**RECORDS SUPPLIED:**
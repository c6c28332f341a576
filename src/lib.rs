//! Resumable upload storage backend
//!
//! Adapts the tus resumable-upload protocol onto an S3-compatible object
//! store: creates a multipart upload per tus upload, spills PATCH bodies
//! into part-sized chunks, and completes the multipart upload once the
//! declared length is reached.
//!
//! # Example
//!
//! ```no_run
//! use tus_s3_store::{config::Config, server::Server};
//!
//! #[tokio::main]
//! async fn main() -> anyhow::Result<()> {
//!     let config = Config::load("config.yaml")?;
//!     let server = Server::new(config)?;
//!     server.run().await?;
//!     Ok(())
//! }
//! ```

pub mod config;
pub mod metrics;
pub mod s3;
pub mod server;
pub mod store;

pub use config::Config;
pub use server::Server;

/// Library version
pub const VERSION: &str = env!("CARGO_PKG_VERSION");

**WORK INSTRUCTION:**
What is the number of lines in the listing above that contain the string "server"? Give only the number.

**YOUR RESPONSE:**
5